• _WHAT TO PRODUCE_
From the first line of the data through the line containing "before the multiplication.", return each line exactly.

(Collected data entries)
Segment Open
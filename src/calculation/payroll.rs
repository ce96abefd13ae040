//! Monthly payroll computation.
//!
//! This module orchestrates the full payroll pipeline: wage
//! normalization, allowances, overtime, severance, insurance
//! contributions, progressive tax, and the final net pay and employer
//! cost figures.
//!
//! Amounts are floored to integer rials at each aggregation step.
//! Overtime is the one place where an unfloored intermediate matters: it
//! is computed from the exact hourly wage and floored once, so a
//! fractional hourly rate is not truncated before the multiplication.

use rust_decimal::Decimal;

use crate::config::PayrollConfig;
use crate::error::EngineResult;
use crate::models::{AllowanceBreakdown, InsuranceBreakdown, PayrollInput, PayrollResult};

use super::money::floor_rial;
use super::progressive_tax::calculate_progressive_tax;
use super::wage_normalizer::normalize_wage;

/// Computes a full monthly payroll breakdown.
///
/// The computation is pure: it reads `config` and `input` and produces a
/// [`PayrollResult`] without touching any shared state, so it is safe to
/// call concurrently with the same or different arguments.
///
/// # Arguments
///
/// * `config` - The payroll configuration to apply
/// * `input` - The worker's payroll request
///
/// # Returns
///
/// Returns the payroll breakdown, or an error if:
/// - The configuration fails validation (`InvalidConfiguration`)
/// - The input fails validation (`InvalidInput`)
/// - An amount exceeds the representable rial range (`CalculationError`)
///
/// # Examples
///
/// ```
/// use payroll_engine::calculation::compute_payroll;
/// use payroll_engine::config::PayrollConfig;
/// use payroll_engine::models::{PayrollInput, WageMode};
///
/// let config = PayrollConfig::bundled_1404();
/// let input: PayrollInput = serde_json::from_str(
///     r#"{ "mode": "monthly", "baseWage": 400000000 }"#,
/// )
/// .unwrap();
///
/// let result = compute_payroll(&config, &input).unwrap();
/// assert_eq!(result.base_monthly, 400_000_000);
/// ```
pub fn compute_payroll(
    config: &PayrollConfig,
    input: &PayrollInput,
) -> EngineResult<PayrollResult> {
    config.validate()?;
    input.validate()?;

    let normalized = normalize_wage(
        input.mode,
        input.base_wage,
        input.days,
        config.work_hours_monthly,
    )?;
    let base_monthly = floor_rial(normalized.base_monthly)?;
    let hourly_wage = floor_rial(normalized.hourly_wage)?;

    let housing = if input.include_housing {
        config.allowances.housing
    } else {
        0
    };
    let food = if input.include_food {
        config.allowances.food
    } else {
        0
    };
    let child = if input.include_child_allowance && input.married {
        floor_rial(
            Decimal::from(config.allowances.child_per_kid) * Decimal::from(input.child_count),
        )?
    } else {
        0
    };

    // Overtime uses the exact hourly wage, floored after the product.
    let overtime = floor_rial(
        normalized.hourly_wage * input.hours_overtime * input.overtime_factor,
    )?;

    let severance = if input.include_severance {
        input.severance_monthly
    } else {
        0
    };

    let gross_d = Decimal::from(base_monthly)
        + Decimal::from(housing)
        + Decimal::from(food)
        + Decimal::from(child)
        + Decimal::from(overtime)
        + Decimal::from(severance);
    let gross = floor_rial(gross_d)?;

    // Severance is not insurable; disabling insurance zeroes the base
    // itself, which zeroes the contributions with it.
    let insurance_base_d = if input.include_insurance {
        gross_d - Decimal::from(severance)
    } else {
        Decimal::ZERO
    };
    let insurance_base = floor_rial(insurance_base_d)?;

    let worker = floor_rial(insurance_base_d * config.insurance.worker)?;
    let employer = floor_rial(insurance_base_d * config.insurance.employer)?;
    let unemployment = floor_rial(insurance_base_d * config.insurance.unemployment)?;
    let insurance_total = floor_rial(
        Decimal::from(worker) + Decimal::from(employer) + Decimal::from(unemployment),
    )?;

    let taxable_income = if input.include_tax {
        floor_rial(gross_d - Decimal::from(worker))?.max(0)
    } else {
        0
    };
    let tax = if input.include_tax {
        calculate_progressive_tax(
            taxable_income,
            config.tax.exemption_monthly,
            &config.tax.brackets,
        )?
    } else {
        0
    };

    let net_pay = floor_rial(gross_d - Decimal::from(worker) - Decimal::from(tax))?;
    let employer_cost =
        floor_rial(gross_d + Decimal::from(employer) + Decimal::from(unemployment))?;

    Ok(PayrollResult {
        hourly_wage,
        base_monthly,
        allowances_included: AllowanceBreakdown {
            housing,
            food,
            child,
        },
        overtime,
        severance_monthly: severance,
        gross_before_deductions: gross,
        insurance_base,
        insurance: InsuranceBreakdown {
            worker,
            employer,
            unemployment,
            total: insurance_total,
        },
        taxable_income,
        tax,
        net_pay,
        employer_cost,
    })
}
Segment Closed
• _TASK RESPONSE_
filename src/calculation/payroll.rs
repository ce96abefd13ae040
//! Monthly payroll computation.
//!
//! This module orchestrates the full payroll pipeline: wage
//! normalization, allowances, overtime, severance, insurance
//! contributions, progressive tax, and the final net pay and employer
//! cost figures.
//!
//! Amounts are floored to integer rials at each aggregation step.
//! Overtime is the one place where an unfloored intermediate matters: it
//! is computed from the exact hourly wage and floored once, so a
//! fractional hourly rate is not truncated before the multiplication.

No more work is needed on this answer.